Once the Subset elements are inserted (Next Step), we use a VIEWSUBSETASSIGN to assign all three types of Subsets to the View we are building.

Static Subset

Static Subsets are the simply a list of elements that are input into the subset that never change. The Element names can be hardcoded (yellow), referenced by a variable (green), or can reference a parameter from the Parameter Tab (red).

Logic-Derived (WHILE Loop) Subset

Logic Driven Subsets typically use WHILE Loops and/or some sort of Logic to determine which elements should be entered into a Subset and which should not.

WHILE loops start with a vSize variable that uses a DIMSIZ function to look up the size/number of elements in a dimension. The WHILE Loop is used to loop through all the elements in a dimension using each element’s index from the biggest index (last element) to 0, or vice versa. The vElement variable looks up the element name at the current index, and then is used in the Logic to determine whether or not to insert it into the dimension.

The below Logic loops through the ‘Period’ dimension and only adds the element to the subset if it is 0 Level Element.

MDX Subset

The last subset type uses MDX to derive which elements should be inserted into the subset. Create a vMdx variable to define MDX code using the SUBSETCREATEBYMDX function.
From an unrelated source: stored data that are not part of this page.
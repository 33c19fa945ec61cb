/// Per-file detection pipeline
///
/// Runs every detector over a job's content in a deterministic order,
/// resolves cross-detector overlaps, applies context validation and risk
/// scoring, deduplicates, and emits exactly one `ProcessingResult`.
use crate::context::{ContextValidator, COMPANY_KEYWORDS};
use crate::core::{
    CancelToken, Detector, FileJob, Finding, PIType, ProcessingResult, CANCELLED,
};
use crate::risk::RiskScorer;
use globset::{Glob, GlobSet, GlobSetBuilder};
use log::trace;
use std::collections::HashSet;
use std::sync::Arc;
use std::time::Instant;

pub struct FileExecutor {
    detectors: Vec<Arc<dyn Detector>>,
    context: ContextValidator,
    scorer: RiskScorer,
    exclude_globs: GlobSet,
    exclude_substrings: Vec<String>,
    max_file_size: u64,
}

impl FileExecutor {
    pub fn new(
        detectors: Vec<Arc<dyn Detector>>,
        context: ContextValidator,
        scorer: RiskScorer,
    ) -> Self {
        Self {
            detectors,
            context,
            scorer,
            exclude_globs: GlobSet::empty(),
            exclude_substrings: Vec::new(),
            max_file_size: 10 * 1024 * 1024,
        }
    }

    /// Paths matching any entry (glob or substring) yield zero findings
    pub fn exclude_paths(mut self, entries: &[String]) -> Self {
        let mut builder = GlobSetBuilder::new();
        let mut substrings = Vec::new();

        for entry in entries {
            if entry.contains('*') || entry.contains('?') || entry.contains('[') {
                if let Ok(glob) = Glob::new(entry) {
                    builder.add(glob);
                }
            } else {
                substrings.push(entry.clone());
            }
        }

        if let Ok(set) = builder.build() {
            self.exclude_globs = set;
        }
        self.exclude_substrings = substrings;
        self
    }

    pub fn max_file_size(mut self, size: u64) -> Self {
        self.max_file_size = size;
        self
    }

    pub fn detector_count(&self) -> usize {
        self.detectors.len()
    }

    fn excluded(&self, rel: &str) -> bool {
        if self.exclude_globs.is_match(rel) {
            return true;
        }
        self.exclude_substrings.iter().any(|s| rel.contains(s))
    }

    /// Process one job. Never returns an error up the stack: failures are
    /// folded into the result's `error` field.
    pub fn process(&self, job: &FileJob, cancel: &CancelToken) -> ProcessingResult {
        let start = Instant::now();
        let rel_path = job.path.to_string_lossy().replace('\\', "/");

        if cancel.is_cancelled() {
            return ProcessingResult::with_error(job.path.clone(), CANCELLED.to_string());
        }

        if job.content.len() as u64 > self.max_file_size {
            return ProcessingResult::with_error(
                job.path.clone(),
                format!(
                    "file exceeds maximum size ({} > {} bytes)",
                    job.content.len(),
                    self.max_file_size
                ),
            );
        }

        let mut result = ProcessingResult::new(job.path.clone());
        result.stats.bytes_processed = job.content.len() as u64;
        result.stats.lines_processed = job.content.lines().count() as u64;

        if self.excluded(&rel_path) {
            result.stats.processing_time_ns = start.elapsed().as_nanos() as u64;
            return result;
        }

        let mut raw: Vec<Finding> = Vec::new();
        for detector in &self.detectors {
            // Cancellation point between successive detectors
            if cancel.is_cancelled() {
                result.error = Some(CANCELLED.to_string());
                result.stats.processing_time_ns = start.elapsed().as_nanos() as u64;
                return result;
            }

            let findings = detector.detect(&job.content, &rel_path);
            trace!(
                "{}: detector {} produced {} findings",
                rel_path,
                detector.name(),
                findings.len()
            );
            raw.extend(findings);
        }

        let resolved = resolve_overlaps(raw);

        let mut validated: Vec<Finding> = Vec::new();
        for mut finding in resolved {
            let decision = self.context.validate(&finding, &rel_path);
            if !decision.is_valid {
                continue;
            }
            finding.confidence = decision.confidence;
            finding.context_modifier = decision.context_modifier;
            validated.push(finding);
        }

        for finding in validated.iter_mut() {
            finding.file = rel_path.clone();
            self.scorer.score(finding);
        }
        self.scorer.apply_co_occurrence(&mut validated);

        // Deduplicate across detectors, then order per-file by position
        let mut seen = HashSet::new();
        validated.retain(|f| seen.insert(f.dedup_key()));
        validated.sort_by_key(|f| (f.line, f.column));

        result.findings = validated;
        result.stats.processing_time_ns = start.elapsed().as_nanos() as u64;
        result
    }
}

/// Drop findings whose byte range intersects an earlier-accepted finding
/// from a different detector. Detector registration order is the
/// tie-break, with one exception: an ACN candidate replaces an accepted
/// TFN over the same range when the surrounding text names a company
/// number.
fn resolve_overlaps(findings: Vec<Finding>) -> Vec<Finding> {
    let mut accepted: Vec<Finding> = Vec::new();

    'next: for finding in findings {
        for existing in accepted.iter_mut() {
            if !existing.overlaps(&finding) || existing.detector_name == finding.detector_name {
                continue;
            }

            if existing.pi_type == PIType::Tfn && finding.pi_type == PIType::Acn {
                let window = format!("{}{}", finding.context_before, finding.context_after)
                    .to_lowercase();
                if COMPANY_KEYWORDS.iter().any(|k| window.contains(k)) {
                    *existing = finding;
                }
            }
            continue 'next;
        }
        accepted.push(finding);
    }

    accepted
}

#[cfg(test)]
mod tests {
    use super::*;
    use crate::core::{FileRecord, RiskLevel};
    use crate::{default_detectors, default_validators};
    use std::path::PathBuf;

    fn executor() -> FileExecutor {
        let validators = Arc::new(default_validators());
        FileExecutor::new(
            default_detectors(&validators),
            ContextValidator::new(),
            RiskScorer::default(),
        )
    }

    fn job(path: &str, content: &str) -> FileJob {
        FileJob {
            path: PathBuf::from(path),
            content: content.to_string(),
            record: FileRecord {
                path: PathBuf::from(path),
                size: content.len() as u64,
                is_binary: false,
                is_hidden: false,
            },
        }
    }

    #[test]
    fn test_valid_tfn_in_production_file() {
        let result = executor().process(
            &job("customer.go", "const customerTFN = \"123456782\""),
            &CancelToken::new(),
        );

        assert!(result.error.is_none());
        assert_eq!(result.findings.len(), 1);

        let f = &result.findings[0];
        assert_eq!(f.pi_type, PIType::Tfn);
        assert_eq!(f.matched, "123456782");
        assert_eq!(f.line, 1);
        assert!(f.validated);
        assert!((f.confidence - 0.95).abs() < f32::EPSILON);
        assert!((f.context_modifier - 1.0).abs() < f32::EPSILON);
        assert!(f.risk_level >= RiskLevel::High);
    }

    #[test]
    fn test_invalid_tfn_checksum_demoted() {
        let result = executor().process(&job("main.go", "tfn := \"123456789\""), &CancelToken::new());

        assert_eq!(result.findings.len(), 1);
        let f = &result.findings[0];
        assert_eq!(f.pi_type, PIType::Tfn);
        assert!(!f.validated);
        assert!(!f.validation_error.is_empty());
        assert!((f.confidence - 0.5).abs() < f32::EPSILON);
        assert!(f.risk_level <= RiskLevel::Medium);
    }

    #[test]
    fn test_telstra_abn() {
        let result = executor().process(&job("billing.go", "abn := \"33051775556\""), &CancelToken::new());

        assert_eq!(result.findings.len(), 1);
        let f = &result.findings[0];
        assert_eq!(f.pi_type, PIType::Abn);
        assert!(f.validated);
        assert!((f.confidence - 0.95).abs() < f32::EPSILON);
    }

    #[test]
    fn test_bsb_invalid_state_digit() {
        let result = executor().process(&job("pay.go", "bsb := \"068-000\""), &CancelToken::new());

        assert_eq!(result.findings.len(), 1);
        let f = &result.findings[0];
        assert_eq!(f.pi_type, PIType::Bsb);
        assert!(!f.validated);
    }

    #[test]
    fn test_test_file_suppression() {
        let result = executor().process(
            &job("customer_test.go", "testTFN := \"123456782\""),
            &CancelToken::new(),
        );

        assert_eq!(result.findings.len(), 1);
        let f = &result.findings[0];
        assert!(f.context_modifier <= 0.1);
        assert_eq!(f.risk_level, RiskLevel::Low);
    }

    #[test]
    fn test_co_occurrence_cluster_promoted() {
        let content = "customer Jane Citizen\nlives at 42 Wallaby Way\ntfn: 123456782\n";
        let result = executor().process(&job("src/customer.go", content), &CancelToken::new());

        let types: Vec<_> = result.findings.iter().map(|f| f.pi_type.clone()).collect();
        assert!(types.contains(&PIType::Name));
        assert!(types.contains(&PIType::Address));
        assert!(types.contains(&PIType::Tfn));

        for f in &result.findings {
            assert_eq!(f.risk_level, RiskLevel::Critical, "finding: {:?}", f.pi_type);
        }
    }

    #[test]
    fn test_abn_wins_over_embedded_tfn() {
        // The grouped ABN contains a 9-digit run the TFN matcher also sees
        let result = executor().process(
            &job("billing.go", "ABN: 51 824 753 556 on invoice"),
            &CancelToken::new(),
        );

        assert_eq!(result.findings.len(), 1);
        assert_eq!(result.findings[0].pi_type, PIType::Abn);
    }

    #[test]
    fn test_acn_preferred_with_company_context() {
        // 004085616 passes both the ACN and (not) TFN checksum paths; the
        // keyword decides which survives when both match the same range
        let result = executor().process(
            &job("company.go", "registered company ACN 010 499 966"),
            &CancelToken::new(),
        );

        assert_eq!(result.findings.len(), 1);
        assert_eq!(result.findings[0].pi_type, PIType::Acn);
    }

    #[test]
    fn test_path_exclusion_yields_no_findings() {
        let exec = executor().exclude_paths(&["vendor".to_string()]);
        let result = exec.process(
            &job("vendor/lib.go", "tfn := \"123456782\""),
            &CancelToken::new(),
        );

        assert!(result.error.is_none());
        assert!(result.findings.is_empty());
    }

    #[test]
    fn test_size_cap_is_recoverable_error() {
        let exec = executor().max_file_size(10);
        let result = exec.process(
            &job("big.go", "this content is longer than ten bytes"),
            &CancelToken::new(),
        );

        assert!(result.error.is_some());
        assert!(result.findings.is_empty());
    }

    #[test]
    fn test_findings_sorted_by_position() {
        let content = "email: a@b.com\ntfn: 123456782\nbsb: 062-000\n";
        let result = executor().process(&job("src/a.go", content), &CancelToken::new());

        let positions: Vec<_> = result.findings.iter().map(|f| (f.line, f.column)).collect();
        let mut sorted = positions.clone();
        sorted.sort();
        assert_eq!(positions, sorted);
    }

    #[test]
    fn test_cancellation_reports_marker() {
        let cancel = CancelToken::new();
        cancel.cancel();

        let result = executor().process(&job("a.go", "tfn := \"123456782\""), &cancel);
        assert_eq!(result.error.as_deref(), Some(CANCELLED));
    }

    #[test]
    fn test_idempotent_pipeline() {
        let content = "tfn: 123456782, bsb 062-000, email a@b.co";
        let exec = executor();

        let first = exec.process(&job("src/a.go", content), &CancelToken::new());
        let second = exec.process(&job("src/a.go", content), &CancelToken::new());

        let strip = |r: &ProcessingResult| -> Vec<_> {
            r.findings
                .iter()
                .map(|f| {
                    (
                        f.pi_type.clone(),
                        f.matched.clone(),
                        f.line,
                        f.column,
                        f.risk_level,
                        f.validated,
                    )
                })
                .collect()
        };
        assert_eq!(strip(&first), strip(&second));
    }

    #[test]
    fn test_stats_populated() {
        let result = executor().process(&job("a.go", "line one\nline two\n"), &CancelToken::new());
        assert_eq!(result.stats.bytes_processed, 18);
        assert_eq!(result.stats.lines_processed, 2);
    }
}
Note: It is important to first check in Planning Analytics subset editor that the MDX is working.

Important Subset Note: If your prolog does not contain code to create a view specific subset, the TI Process will default that dimension’s subset to ALL. For example, if there are 5 dimensions in a cube, and you know that for three of the dimensions you want to Source or Clear out all of the elements, you do not need to include any of the above code for those three dimensions.

View Assign and Data Clearing

After building our subsets for both views, the last step in creating Source and ZeroOut Views are assigning the View as Datasource and Clearing the data.

For Source Views we use two functions to assign the view as a Data Source. DATASOURCENAMEFORSERVER sets the name of the data source used by the server when executing the process. In the case below, we are sourcing from the cubSource we defined earlier in the process. DATASOURCECUBEVIEW officially sets the Source View we just built as the Data Source.

We use the VIEWZEROOUT function to clear all data intersections that are in the ZeroOut View just created.

When the above Prolog runs, the target intersection of data will be cleared out, and the source view will be ready for processing by the META and DATA tabs or the TI Process.